The only way for the Imamis to partake in this promised salvation was by engaging in constant remembrance of the tragedy of Karbala. From early on, therefore, a number of rituals evolved that emphasized mourning and weeping over the fate of Husayn. The earliest reports stem from the tenth century, when the Buyids (a Persian dynasty that controlled the Abbasid caliphate between 945 and 1055) allowed public memorial services in Baghdad, but the tradition as such is clearly older and seems to have started shortly after the events. Processions incorporating breast beating and other expressions of grief were part of these gatherings and from the beginning had the potential to spark sectarian clashes. Gradually, a literary genre commemorating Karbala developed; its most prominent work was Rawdat al-Shuhada’ (The garden of the martyrs) by the Persian preacher Husayn al-Wa‘iz al-Kashifi (d. 1504–5). During the Safavid (1501–1722) and especially Qajar (1794–1925) periods, these works evolved into stage presentations (ta‘ziya), which took on the form of a Persian national theater over time. Eventually, self-flagellation rituals were introduced (originating probably in the Caucasus and Azerbaijan regions and possibly under Christian influence), which comprised the use of chains and swords.

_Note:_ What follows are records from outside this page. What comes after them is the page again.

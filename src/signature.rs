//! Webhook request signing.
//!
//! A request is authentic when `x-request-signature` equals
//! `v0=hex(HMAC-SHA256(secret, "v0:{timestamp}:{body}"))` and its timestamp is
//! within [`REPLAY_WINDOW_SECS`] of the local clock.

use crate::error::AuthenticationError;
use hmac::{Hmac, Mac};
use sha2::Sha256;
use std::time::{SystemTime, UNIX_EPOCH};
use subtle::ConstantTimeEq;

pub const TIMESTAMP_HEADER: &str = "x-request-timestamp";
pub const SIGNATURE_HEADER: &str = "x-request-signature";

/// Maximum allowed skew between the request timestamp and now.
pub const REPLAY_WINDOW_SECS: u64 = 300;

const VERSION: &str = "v0";

type HmacSha256 = Hmac<Sha256>;

/// Proof that a request passed verification.
#[derive(Debug, Clone, Copy, PartialEq, Eq)]
pub struct Authenticated {
    pub timestamp: i64,
}

/// Computes the signature header value for a request.
pub fn sign(timestamp: &str, body: &[u8], secret: &[u8]) -> Result<String, AuthenticationError> {
    let mut mac =
        HmacSha256::new_from_slice(secret).map_err(|_| AuthenticationError::InvalidSecret)?;
    mac.update(VERSION.as_bytes());
    mac.update(b":");
    mac.update(timestamp.as_bytes());
    mac.update(b":");
    mac.update(body);
    Ok(format!("{}={}", VERSION, hex::encode(mac.finalize().into_bytes())))
}

pub fn verify(
    timestamp: &str,
    signature: &str,
    body: &[u8],
    secret: &[u8],
    now: i64,
) -> Result<Authenticated, AuthenticationError> {
    let ts: i64 = timestamp
        .parse()
        .map_err(|_| AuthenticationError::MalformedTimestamp(timestamp.to_string()))?;

    let skew_secs = now.abs_diff(ts);
    if skew_secs > REPLAY_WINDOW_SECS {
        return Err(AuthenticationError::ReplaySuspected { skew_secs });
    }

    let expected = sign(timestamp, body, secret)?;
    if bool::from(expected.as_bytes().ct_eq(signature.as_bytes())) {
        Ok(Authenticated { timestamp: ts })
    } else {
        Err(AuthenticationError::SignatureMismatch)
    }
}

pub fn unix_now() -> i64 {
    SystemTime::now()
        .duration_since(UNIX_EPOCH)
        .map(|d| d.as_secs() as i64)
        .unwrap_or_default()
}

#[cfg(test)]
mod tests {
    use super::*;

    const SECRET: &[u8] = b"8f742231b10e8888abcd99yyyzzz85a5";
    const BODY: &[u8] = b"token=xyz&text=py+print(1)&response_url=https%3A%2F%2Fhooks.example%2F1";

    #[test]
    fn own_signature_is_accepted() {
        let now = 1_700_000_000;
        let ts = now.to_string();
        let signature = sign(&ts, BODY, SECRET).unwrap();
        assert!(signature.starts_with("v0="));
        assert_eq!(
            verify(&ts, &signature, BODY, SECRET, now),
            Ok(Authenticated { timestamp: now })
        );
    }

    #[test]
    fn known_vector() {
        let signature = sign("0", b"", b"key").unwrap();
        assert_eq!(
            signature,
            "v0=4712301027d41f1f81c0c1c1eeee3c07e179590725f81fc56bb2cc3dcaba83f5"
        );
        assert_eq!(verify("0", &signature, b"", b"key", 0).unwrap().timestamp, 0);
    }

    #[test]
    fn every_single_bit_flip_is_rejected() {
        let now = 1_700_000_000;
        let ts = now.to_string();
        let signature = sign(&ts, BODY, SECRET).unwrap();
        let bytes = signature.as_bytes();
        for i in 0..bytes.len() {
            // Bits 0..7 keep the byte ASCII, so the mutated value stays a str.
            for bit in 0..7 {
                let mut mutated = bytes.to_vec();
                mutated[i] ^= 1 << bit;
                let mutated = String::from_utf8(mutated).unwrap();
                assert_eq!(
                    verify(&ts, &mutated, BODY, SECRET, now),
                    Err(AuthenticationError::SignatureMismatch),
                    "flip of bit {} in byte {} was accepted",
                    bit,
                    i
                );
            }
        }
    }

    #[test]
    fn body_or_secret_change_is_rejected() {
        let now = 1_700_000_000;
        let ts = now.to_string();
        let signature = sign(&ts, BODY, SECRET).unwrap();
        assert_eq!(
            verify(&ts, &signature, b"text=js", SECRET, now),
            Err(AuthenticationError::SignatureMismatch)
        );
        assert_eq!(
            verify(&ts, &signature, BODY, b"other", now),
            Err(AuthenticationError::SignatureMismatch)
        );
        assert_eq!(
            verify(&ts, "", BODY, SECRET, now),
            Err(AuthenticationError::SignatureMismatch)
        );
    }

    #[test]
    fn stale_or_future_timestamps_are_replays() {
        let now = 1_700_000_000;
        for ts in [now - 301, now + 301, now - 86_400, 0] {
            let ts = ts.to_string();
            let signature = sign(&ts, BODY, SECRET).unwrap();
            assert!(matches!(
                verify(&ts, &signature, BODY, SECRET, now),
                Err(AuthenticationError::ReplaySuspected { .. })
            ));
        }
    }

    #[test]
    fn window_edge_is_inclusive() {
        let now = 1_700_000_000;
        for ts in [now - 300, now + 300] {
            let ts = ts.to_string();
            let signature = sign(&ts, BODY, SECRET).unwrap();
            assert!(verify(&ts, &signature, BODY, SECRET, now).is_ok());
        }
    }

    #[test]
    fn secrets_of_any_length_sign() {
        for secret in [&b""[..], &[7u8; 1][..], &[7u8; 64][..], &[7u8; 500][..]] {
            let signature = sign("1", BODY, secret).unwrap();
            assert!(verify("1", &signature, BODY, secret, 1).is_ok());
        }
    }

    #[test]
    fn malformed_timestamp() {
        for ts in ["", "abc", "12.5", " 1700000000"] {
            assert_eq!(
                verify(ts, "v0=00", BODY, SECRET, 1_700_000_000),
                Err(AuthenticationError::MalformedTimestamp(ts.to_string()))
            );
        }
    }
}
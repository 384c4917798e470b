//! Error kinds that may cross a stage boundary.
//!
//! Every stage converts its internal failures into one of these before handing
//! anything to the next stage or back to the webhook caller.

use axum::http::StatusCode;
use axum::response::{IntoResponse, Response};
use axum::Json;
use serde::{Deserialize, Serialize};
use thiserror::Error;

/// The webhook could not be authenticated. Always terminal, answered with 401.
#[derive(Error, Debug, Clone, PartialEq, Eq)]
pub enum AuthenticationError {
    #[error("malformed request timestamp {0:?}")]
    MalformedTimestamp(String),
    #[error("request timestamp is {skew_secs}s away from now, suspected replay")]
    ReplaySuspected { skew_secs: u64 },
    #[error("request signature does not match")]
    SignatureMismatch,
    #[error("signing secret is not usable as an HMAC key")]
    InvalidSecret,
}

/// The command was authentic but cannot be run. Answered with 400 and a
/// message only the caller sees.
#[derive(Error, Debug, Clone, PartialEq, Eq)]
pub enum ValidationError {
    #[error("Unsupported language: {0}")]
    UnsupportedLanguage(String),
    #[error("Code is required to run")]
    EmptyModalSubmission,
    #[error("No channel available to post the result in")]
    NoCallbackTarget,
    #[error("Malformed request: {0}")]
    MalformedRequest(String),
}

/// A stage or external endpoint could not be reached. Never retried here.
#[derive(Error, Debug, Clone, PartialEq, Eq, Serialize, Deserialize)]
pub enum DispatchFailure {
    #[error("{target} is unreachable: {reason}")]
    Unreachable { target: String, reason: String },
    #[error("{target} rejected the invocation: {reason}")]
    Rejected { target: String, reason: String },
    #[error("stage payload could not be encoded or decoded: {0}")]
    Codec(String),
}

/// The sandbox could not produce a result. A guest program exiting non-zero is
/// not one of these.
#[derive(Error, Debug, Clone, PartialEq, Eq, Serialize, Deserialize)]
pub enum ExecutionError {
    #[error("no runtime registered for {0:?}")]
    UnknownRuntime(String),
    #[error("refusing to run empty code")]
    EmptyCode,
    #[error("scratch storage failure: {0}")]
    StorageFailure(String),
    #[error("failed to start {0}")]
    StartFailure(String),
    #[error("execution exceeded {timeout_ms}ms")]
    ExecutionTimeout { timeout_ms: u64 },
}

/// Failures surfaced by the intake webhook.
#[derive(Error, Debug)]
pub enum IntakeError {
    #[error(transparent)]
    Authentication(#[from] AuthenticationError),
    #[error(transparent)]
    Validation(#[from] ValidationError),
    #[error(transparent)]
    Dispatch(#[from] DispatchFailure),
}

impl IntoResponse for IntakeError {
    fn into_response(self) -> Response {
        match self {
            IntakeError::Authentication(_) => StatusCode::UNAUTHORIZED.into_response(),
            IntakeError::Validation(e) => (
                StatusCode::BAD_REQUEST,
                Json(serde_json::json!({
                    "response_type": "ephemeral",
                    "text": e.to_string(),
                })),
            )
                .into_response(),
            IntakeError::Dispatch(_) => StatusCode::BAD_GATEWAY.into_response(),
        }
    }
}
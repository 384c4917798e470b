//! The responder and sandbox stages behind a single [`StageHandler`].

use crate::dispatch::{Dispatcher, LocalTransport, Stage, StageHandler, Transport};
use crate::error::DispatchFailure;
use crate::responder::{Outcome, Responder};
use crate::sandbox::Sandbox;
use crate::types::{ExecutionRequest, SandboxReply};
use async_trait::async_trait;
use std::sync::{Arc, Weak};
use tracing::{error, warn};

pub struct Stages {
    sandbox: Sandbox,
    responder: Responder,
    dispatcher: Dispatcher,
}

impl Stages {
    /// All stages run as tasks in this process.
    pub fn in_process(sandbox: Sandbox, responder: Responder) -> Arc<Self> {
        Arc::new_cyclic(|this: &Weak<Stages>| {
            let handler: Weak<dyn StageHandler> = this.clone();
            Stages {
                sandbox,
                responder,
                dispatcher: Dispatcher::new(Arc::new(LocalTransport::new(handler))),
            }
        })
    }

    /// Stages are reached through `transport`, typically deployed elsewhere.
    pub fn with_transport(
        sandbox: Sandbox,
        responder: Responder,
        transport: Arc<dyn Transport>,
    ) -> Arc<Self> {
        Arc::new(Stages {
            sandbox,
            responder,
            dispatcher: Dispatcher::new(transport),
        })
    }

    pub fn dispatcher(&self) -> &Dispatcher {
        &self.dispatcher
    }

    pub fn responder(&self) -> &Responder {
        &self.responder
    }

    /// Gets the result from the sandbox stage and posts it. Whatever happens, the
    /// callback URL receives exactly one message.
    pub async fn run_responder(&self, request: ExecutionRequest) {
        let outcome = match self
            .dispatcher
            .call::<SandboxReply>(Stage::Sandbox, &request)
            .await
        {
            Ok(SandboxReply::Completed { result }) => Outcome::Output(result),
            Ok(SandboxReply::Failed { error }) => {
                warn!(language = %request.language_key, %error, "Sandbox could not run the code");
                Outcome::Failure
            }
            Err(e) => {
                error!(language = %request.language_key, error = %e, "Sandbox stage unavailable");
                Outcome::Failure
            }
        };
        self.responder.respond(&request, outcome).await;
    }

    pub async fn run_sandbox(&self, request: &ExecutionRequest) -> SandboxReply {
        self.sandbox
            .execute(&request.language_key, &request.code)
            .await
            .into()
    }
}

fn codec(e: serde_json::Error) -> DispatchFailure {
    DispatchFailure::Codec(e.to_string())
}

#[async_trait]
impl StageHandler for Stages {
    async fn handle(&self, stage: Stage, payload: Vec<u8>) -> Result<Vec<u8>, DispatchFailure> {
        let request: ExecutionRequest = serde_json::from_slice(&payload).map_err(codec)?;
        match stage {
            Stage::Responder => {
                self.run_responder(request).await;
                Ok(Vec::new())
            }
            Stage::Sandbox => serde_json::to_vec(&self.run_sandbox(&request).await).map_err(codec),
        }
    }
}
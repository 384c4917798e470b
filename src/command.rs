//! Slash-command text parsing.
//!
//! Chat clients HTML-escape `&`, `<` and `>` and users often wrap snippets in
//! inline or triple backtick fences; both are undone here.

use crate::error::ValidationError;
use crate::registry::LanguageRegistry;
use tracing::debug;

#[derive(Debug, Clone, PartialEq, Eq)]
pub struct ParsedCommand {
    pub language_key: String,
    pub code: String,
}

/// Parses `"<language> <code>"`. An empty `code` means the caller should be asked
/// for input interactively.
pub fn parse(raw_text: &str, registry: &LanguageRegistry) -> Result<ParsedCommand, ValidationError> {
    let (language_key, code) = split_command(raw_text);
    let code = unescape_entities(code);
    let code = strip_fence(&code).to_string();

    if registry.get(language_key).is_none() {
        return Err(ValidationError::UnsupportedLanguage(language_key.to_string()));
    }

    debug!(language = language_key, code = %code, "Parsed command");
    Ok(ParsedCommand {
        language_key: language_key.to_string(),
        code,
    })
}

/// Splits trimmed text on its first space.
pub fn split_command(raw_text: &str) -> (&str, &str) {
    let trimmed = raw_text.trim();
    match trimmed.split_once(' ') {
        Some((language, code)) => (language, code),
        None => (trimmed, ""),
    }
}

/// Decodes `&amp;`, `&lt;` and `&gt;` in one left-to-right pass, so decoded text
/// is never decoded again (`&amp;lt;` becomes `&lt;`).
pub fn unescape_entities(text: &str) -> String {
    let mut out = String::with_capacity(text.len());
    let mut rest = text;
    while let Some(pos) = rest.find('&') {
        out.push_str(&rest[..pos]);
        rest = &rest[pos..];
        let (decoded, len) = if rest.starts_with("&amp;") {
            ('&', 5)
        } else if rest.starts_with("&lt;") {
            ('<', 4)
        } else if rest.starts_with("&gt;") {
            ('>', 4)
        } else {
            ('&', 1)
        };
        out.push(decoded);
        rest = &rest[len..];
    }
    out.push_str(rest);
    out
}

/// Removes a symmetric backtick fence when it is exactly one or exactly three
/// characters wide. Other widths are left alone.
pub fn strip_fence(code: &str) -> &str {
    let bytes = code.as_bytes();
    let (mut start, mut end) = (0, bytes.len());
    while start < end && bytes[start] == b'`' && bytes[end - 1] == b'`' {
        start += 1;
        end -= 1;
    }
    if (start == 1 || start == 3) && start <= end {
        &code[start..end]
    } else {
        code
    }
}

The mourning rituals always aimed at linking Husayn’s fate to that of the believer in his lifetime, but until the 20th century, the interpretation focused on salvation in the hereafter. In the 20th century, it was transformed into a revolutionary ideology that placed active resistance against any oppressor in this world at the center. The Iranian writer ‘Ali Shari‘ati (1933–77) had the most lasting influence in this regard. He blended ‘Ashura’ with a Marxist view of history, and his sentence “Every day is ‘Ashura’, every place is Karbala” became a central slogan in the Iranian Revolution in 1979, when the shah was equated with the caliph Yazid. Since then, the politicization of Karbala has been used in other contexts in Iran (e.g., during the war against Iraq in the 1980s) and also in India and Lebanon (where the label “Yazid” was attached to the Israeli occupying forces in the 1990s). In Iraq, the significance of Karbala itself dramatically increased since the shrine became accessible again for pilgrims after the fall of Saddam Hussein (d. 2006) in 2003.

The rituals of self-flagellation have been rejected by many Shi‘i scholars (mainly on the grounds that they were unlawful innovations and harmed the image of Shi‘ism worldwide) and even formally forbidden by Ayatollah Khamene’i in 1994. Nevertheless, they remain an integral part of the Muharram rites outside Iran as well as a major issue in anti-Shi‘i polemical literature.

See also India; Iran; Lebanon; Shi‘ism; Umayyads (661–750)

Further Reading

Kamran Scot Aghaie, The Martyrs of Karbala: Shi‘i Symbols and Rituals in Modern Iran, 2004; Mahmoud Ayoub, Redemptive Suffering in Islām: A Study of the Devotional Aspects of ‘Āshūrā’ in Twelver Shī‘ism, 1978; Werner Ende, “The Flagellations of Muharram and the Shi‘ite ‘Ulama’”, Der Islam 55, no. 1 (1978); Jan Hjärpe, “The Ta‘ziya Ecstacy as Political Expression,” in Religious Ecstasy, edited by N. G. Holm, 1982; Wayne R. Husted, “Karbalā’ Made Immediate: The Martyr as Model in Imāmī Shī‘ism,” The Muslim World 83, nos. 3–4 (1993); Yitzhak Nakash, “An Attempt to Trace the Origin of the Rituals of ‘Āshūrā’,” Die Welt des Islams 33 (1993).